Whether in one of our residences, in the home or at an assisted living or healthcare facility, nurses are an invaluable part of the hospice and palliative care team. Hospice nurses are specially trained in various aspects of hospice care and care management, ensuring that pain and symptoms are controlled and that quality of life is optimized for all concerned.

Nurses trained in the practice of hospice and palliative care nursing have studied: pain and symptom management; end-stage disease processes; psychosocial, spiritual and culturally sensitive care of patients and their families; interdisciplinary collaborative practice; loss and grief issues; patient education and advocacy; bereavement care; ethical and legal considerations; communication skills; and awareness of community resources. 
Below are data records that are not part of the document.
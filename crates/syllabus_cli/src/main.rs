//! CLI smoke entry point.
//!
//! # Responsibility
//! - Provide a minimal executable to verify `syllabus_core` linkage.
//! - Print one sample submission payload built through the editor.

use std::process::ExitCode;
use syllabus_core::{EditorError, NodePath, Subject, SubmissionPayload, SyllabusEditor};

fn main() -> ExitCode {
    println!("syllabus_core ping={}", syllabus_core::ping());
    println!("syllabus_core version={}", syllabus_core::core_version());

    let payload = match sample_payload() {
        Ok(payload) => payload,
        Err(err) => {
            eprintln!("sample payload failed: code={} {err}", err.code());
            return ExitCode::FAILURE;
        }
    };
    match serde_json::to_string_pretty(&payload) {
        Ok(json) => {
            println!("{json}");
            ExitCode::SUCCESS
        }
        Err(err) => {
            eprintln!("sample payload encode failed: {err}");
            ExitCode::FAILURE
        }
    }
}

fn sample_payload() -> Result<SubmissionPayload, EditorError> {
    let mut editor = SyllabusEditor::with_subjects(vec![Subject::new("math-9", "Mathematics 9")]);
    editor.select_subject("math-9");
    let chapter = editor.add_chapter("Algebra")?;
    let topic = editor.add_topic(chapter, "Linear Equations")?;
    let subtopic = editor.add_subtopic(chapter, topic, "Graphing")?;
    editor.set_completion(&NodePath::subtopic(chapter, topic, subtopic), true)?;
    editor.build_submission_payload()
}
With National Nurse Appreciation Week upon us (May 6-12), we are acknowledging all the nurses working in hospice and palliative care—and especially those who bring comfort and compassion to our patients in our residences and in the field.  Although nurses’ roles vary across facilities and practices, here are some ways in which hospice and palliative care nurses help anticipate and meet the needs of the patient and family facing terminal illness and bereavement.
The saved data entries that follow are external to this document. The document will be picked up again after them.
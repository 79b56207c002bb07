//! Repository layer abstractions and persistence implementations.
//!
//! # Responsibility
//! - Define the backend-facing contract that accepts submitted syllabi.
//! - Isolate SQLite query details from service orchestration.
//!
//! # Invariants
//! - Repository writes validate payloads before any SQL mutation.
//! - Repository APIs return semantic errors (`NotFound`) in addition to DB
//!   transport errors.

pub mod syllabus_repo;
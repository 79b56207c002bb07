//! Connection bootstrap for the local syllabus store.
//!
//! # Invariants
//! - Returned connections have `foreign_keys=ON` (node rows cascade with
//!   their syllabus).
//! - Returned connections have migrations fully applied.

use super::migrations::apply_migrations;
use super::DbResult;
use log::{error, info};
use rusqlite::Connection;
use std::path::Path;
use std::time::{Duration, Instant};

const BUSY_TIMEOUT: Duration = Duration::from_secs(5);

/// Opens (or creates) a store file and applies pending migrations.
///
/// Emits `store_open` events with duration and status.
pub fn open_db(path: impl AsRef<Path>) -> DbResult<Connection> {
    open_with("file", || Connection::open(path))
}

/// Opens a throwaway in-memory store with the full schema.
pub fn open_db_in_memory() -> DbResult<Connection> {
    open_with("memory", Connection::open_in_memory)
}

fn open_with(
    mode: &'static str,
    open: impl FnOnce() -> rusqlite::Result<Connection>,
) -> DbResult<Connection> {
    let started_at = Instant::now();
    info!("event=store_open module=db status=start mode={mode}");

    let mut conn = open().map_err(|err| {
        error!(
            "event=store_open module=db status=error mode={mode} duration_ms={} error_code=db_open_failed error={}",
            started_at.elapsed().as_millis(),
            err
        );
        err
    })?;

    if let Err(err) = bootstrap_connection(&mut conn) {
        error!(
            "event=store_open module=db status=error mode={mode} duration_ms={} error_code=db_bootstrap_failed error={}",
            started_at.elapsed().as_millis(),
            err
        );
        return Err(err);
    }

    info!(
        "event=store_open module=db status=ok mode={mode} duration_ms={}",
        started_at.elapsed().as_millis()
    );
    Ok(conn)
}

fn bootstrap_connection(conn: &mut Connection) -> DbResult<()> {
    conn.execute_batch("PRAGMA foreign_keys = ON;")?;
    conn.busy_timeout(BUSY_TIMEOUT)?;
    apply_migrations(conn)
}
Intake/Admission. Often the first hospice staff member to talk to and visit a patient, the intake or admission nurse explains the hospice philosophy to patients and their loved ones and develops a care plan. He or she assesses a patient's need and readiness for hospice and consults with the hospice physician regarding acceptance or admission into hospice care. This healthcare professional may also be the one to perform a complete assessment of the patient, order the medication and equipment the patient will need (based on the physician’s orders), and begin the process of patient and caregiver education with delicacy and compassion.
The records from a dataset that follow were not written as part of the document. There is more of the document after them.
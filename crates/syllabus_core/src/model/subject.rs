//! Subject choices supplied by the subject directory service.

use crate::model::syllabus::SubjectId;
use serde::{Deserialize, Serialize};

/// One selectable subject.
#[derive(Debug, Clone, PartialEq, Eq, Serialize, Deserialize)]
pub struct Subject {
    pub id: SubjectId,
    pub subject_name: String,
}

impl Subject {
    pub fn new(id: impl Into<SubjectId>, subject_name: impl Into<String>) -> Self {
        Self {
            id: id.into(),
            subject_name: subject_name.into(),
        }
    }
}

/// Read-only subject list.
///
/// Kept exactly as supplied; order and duplicates are the directory's concern.
#[derive(Debug, Clone, Default, PartialEq, Eq)]
pub struct SubjectDirectory {
    subjects: Vec<Subject>,
}

impl SubjectDirectory {
    pub fn new(subjects: Vec<Subject>) -> Self {
        Self { subjects }
    }

    /// Returns the first subject with a matching id.
    pub fn get(&self, id: &str) -> Option<&Subject> {
        self.subjects.iter().find(|subject| subject.id == id)
    }

    pub fn contains(&self, id: &str) -> bool {
        self.get(id).is_some()
    }

    pub fn len(&self) -> usize {
        self.subjects.len()
    }

    pub fn is_empty(&self) -> bool {
        self.subjects.is_empty()
    }
}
Case Manager. A case manager hospice nurse is a registered nurse (RN) who assesses and manages a patient's care. We assign one case manager nurse to each patient, which creates a more trusting relationship and allows for continuity of care. These frontline nurses have sharp patient assessment skills and work closely with the hospice physician.

Care Visits. A hospice visit nurse supplements the care provided by the nurse case managers. They may visit patients who have immediate needs when their case managers are not readily available, and may also be responsible for following up on routine care. At the Center for Hope, our nurses are available around the clock, ready to visit patients and families in need at any time, around the clock.

Whether at Father Hudson House or Peggy’s House, in the patient’s home or in a long-term care environment, the Center for Hope Hospice offers attentive, compassionate and sensitive nursing care through all stages of the patient’s journey. If you or your loved one is in need of hospice or palliative care, our nursing staff is ready to attend to your needs.

Frank Brady, the Center’s President, spoke to each of our nurses this week to say thank you.  “Nursing is viewed number one, nationwide, for honest and ethical work.  This does not come easily or by accident.  It comes from each nurse, each day, applying their intelligence, skill and compassion to each patient.  This is an amazing achievement and today, we stop to thank you for bringing this gift to the Center and our patients.”